In the records below, which lines include "raster"? Copy them.

*RECORDS PROVIDED*.
⁂
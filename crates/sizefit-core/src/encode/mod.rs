//! Image encoding for SizeFit.
//!
//! This module provides functionality for:
//! - Encoding surfaces to JPEG with a canvas-style `[0.0, 1.0]` quality
//! - Encoding surfaces to lossless PNG
//!
//! # Examples
//!
//! ```ignore
//! use sizefit_core::encode::encode_surface;
//! use sizefit_core::{ImageFormat, PixelSurface};
//!
//! let surface = PixelSurface::filled(100, 100, [128, 128, 128, 255]);
//! let jpeg_bytes = encode_surface(&surface, ImageFormat::Jpeg, 0.9).unwrap();
//! println!("Encoded {} bytes", jpeg_bytes.len());
//! ```

mod raster;

pub use raster::{encode_surface, jpeg_quality, EncodeError, DEFAULT_QUALITY};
⁂
*EXPECTED ANSWER*.
mod raster;
pub use raster::{encode_surface, jpeg_quality, EncodeError, DEFAULT_QUALITY};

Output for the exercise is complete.